C’est une image familière, qui inaugure cette quatrième et dernière table ronde de la journée des Assises de l’APVF: celle d’une rue commerçante animée, humaine, où l’on flâne autant qu’on achète. Mais ce tableau s’est fissuré. La vacance commerciale, les mutations des modes de consommation, les freins à l’installation des indépendants redessinent les cœurs de ville. Alors, comment réinventer le commerce dans les petites villes sans renoncer à leur âme ? À cette question, les intervenants n’ont pas répondu par des incantations, mais par une série de leviers très concrets.
Pour Nicolas Paget, maire de Courthézon, avant même de parler vitrines, il faut poser les fondations du commerce de demain : le triptyque “cadre de vie, mobilité, sécurité”. Ce n’est que lorsque ces trois éléments convergent que l’on peut espérer attirer de nouveaux commerçants. Encore faut-il lever deux freins majeurs : le coût d’entrée dans le métier et les obstacles réglementaires, souvent trop lourds pour les indépendants.
À Saint-Jean-d’Angély, Françoise Mesnard, la Maire, a choisi d’agir sans attendre, en mobilisant tous les leviers de revitalisation disponibles du programme Petites Villes de Demain à la reconquête des pas-de-porte vacants. L’enjeu : redonner confiance aux habitants et aux porteurs de projets.

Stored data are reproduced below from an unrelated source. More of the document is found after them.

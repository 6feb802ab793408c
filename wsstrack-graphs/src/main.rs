//! Creates graphs from `wsstrack`'s output

// Modules
mod args;

// Imports
use {
	anyhow::Context,
	args::Args,
	clap::Parser,
	gnuplot::{AxesCommon, Caption, Figure},
	itertools::Itertools,
	std::{fs, path::Path},
	wsstrack::data::Data,
	wsstrack_util::logger,
};

fn main() -> Result<(), anyhow::Error> {
	// Get arguments
	let args = Args::parse();
	logger::pre_init::debug(format!("Args: {args:?}"));

	// Initialize logging
	logger::init(args.log_file.as_deref(), args.log_file_append);

	// Then check the sub-command
	match args.sub_cmd {
		args::SubCmd::WindowSizes(cmd_args) => self::draw_window_sizes(&cmd_args)?,
		args::SubCmd::WindowSizesMultiple(cmd_args) => self::draw_window_sizes_multiple(&cmd_args)?,
	}

	Ok(())
}

/// Draws the working set sizes of a single input
fn draw_window_sizes(cmd_args: &args::WindowSizes) -> Result<(), anyhow::Error> {
	let data = self::read_data(&cmd_args.input_file)?;
	tracing::debug!(
		windows = data.wss.series.len(),
		peak_wss = data.wss.peak,
		peak_cwss = data.cwss.peak,
		"Read data"
	);

	// Note: The concurrent working set size only exists from the second window onwards
	let wss_points = data.wss.series.iter().enumerate().map(|(idx, &wss)| (idx, wss)).collect_vec();
	let cwss_points = data
		.cwss
		.series
		.iter()
		.enumerate()
		.map(|(idx, &cwss)| (idx + 1, cwss))
		.collect_vec();

	let mut fig = Figure::new();
	let wss_caption = format!("WSS (peak {}, avg {:.2})", data.wss.peak, data.wss.average);
	let cwss_caption = format!("CWSS (peak {}, avg {:.2})", data.cwss.peak, data.cwss.average);
	fig.axes2d()
		.set_x_label(&format!("Window ({} accesses)", data.window_size), &[])
		.set_y_label("Bytes", &[])
		.lines(
			wss_points.iter().map(|&(idx, _)| idx),
			wss_points.iter().map(|&(_, wss)| wss),
			&[Caption(wss_caption.as_str())],
		)
		.lines(
			cwss_points.iter().map(|&(idx, _)| idx),
			cwss_points.iter().map(|&(_, cwss)| cwss),
			&[Caption(cwss_caption.as_str())],
		);

	self::handle_output(&mut fig, &cmd_args.output)
}

/// Draws the working set sizes of multiple inputs
fn draw_window_sizes_multiple(cmd_args: &args::WindowSizesMultiple) -> Result<(), anyhow::Error> {
	let mut fig = Figure::new();
	let axes = fig
		.axes2d()
		.set_x_label("Window", &[])
		.set_y_label("Working set size (bytes)", &[]);

	for input_file in &cmd_args.input_files {
		let data = self::read_data(input_file)?;
		let caption = input_file
			.file_stem()
			.map_or_else(|| input_file.display().to_string(), |stem| stem.to_string_lossy().into_owned());

		axes.lines(0..data.wss.series.len(), &data.wss.series, &[Caption(caption.as_str())]);
	}

	self::handle_output(&mut fig, &cmd_args.output)
}

/// Reads output data from `path`
fn read_data(path: &Path) -> Result<Data, anyhow::Error> {
	let file = fs::File::open(path).with_context(|| format!("Unable to open input file {path:?}"))?;
	serde_json::from_reader::<_, Data>(file).with_context(|| format!("Unable to parse input file {path:?}"))
}

/// Handles output for a figure
fn handle_output(fig: &mut Figure, output: &args::Output) -> Result<(), anyhow::Error> {
	if let Some(output_file) = &output.file {
		fig.save_to_png(output_file, output.width, output.height)
			.map_err(|err| anyhow::anyhow!("Unable to save output file: {err:?}"))?;
	}

	if output.interactive {
		fig.show().map_err(|err| anyhow::anyhow!("Unable to show figure: {err:?}"))?;
	}

	Ok(())
}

Du côté des acteurs économiques, Jean-Luc Chauvin, président de la CCI Aix-Marseille-Provence, a rappelé un chiffre frappant : le chiffre d’affaires du commerce dépasse celui de l’industrie, et pourtant, 33 % de ce chiffre est concentré dans seulement 1 % des points de vente. Une concentration qui traduit bien le déséquilibre territorial. Pour lui, les mutations du secteur n’expliquent pas tout : les communes ont un rôle clé à jouer, par leur politique foncière, leur fiscalité, et surtout leur volonté. La vacance commerciale reste stable autour de 10 %, ce qui montre qu’on peut agir, à condition d’adapter les loyers et d’imaginer de nouvelles expériences client.
C’est justement ce que défend Gisèle Rossat-Mignod, Directrice des affaires publiques de la Banque des Territoires. Si la BdT accompagne les élus sur la question du commerce, c’est qu’elle y voit un outil de cohésion sociale et territoriale. Les commerces ne s’installent pas seulement là où il y a du flux : ils prospèrent en complément d’autres services, dans un écosystème complet. Il faut, selon elle, accepter la rétractation des parcours marchands traditionnels, mais en recomposant des centralités moins consuméristes, plus ludiques et plus mixtes.
Enfin, Dominique Consille, directrice des programmes Petites Villes de Demain (PVD) et Action Cœur de Ville (ACV) au sein de l’ANCT, a élargi le propos : il ne suffit pas de baisser les loyers, il faut aussi interroger l’emplacement même des commerces, leur intégration dans le tissu urbain, leur accessibilité à pied, en vélo, en transports en commun.
La ville de demain se dessine à l’échelle du dernier mètre, celui qui fait la différence entre une vitrine qu’on regarde… et une porte qu’on pousse.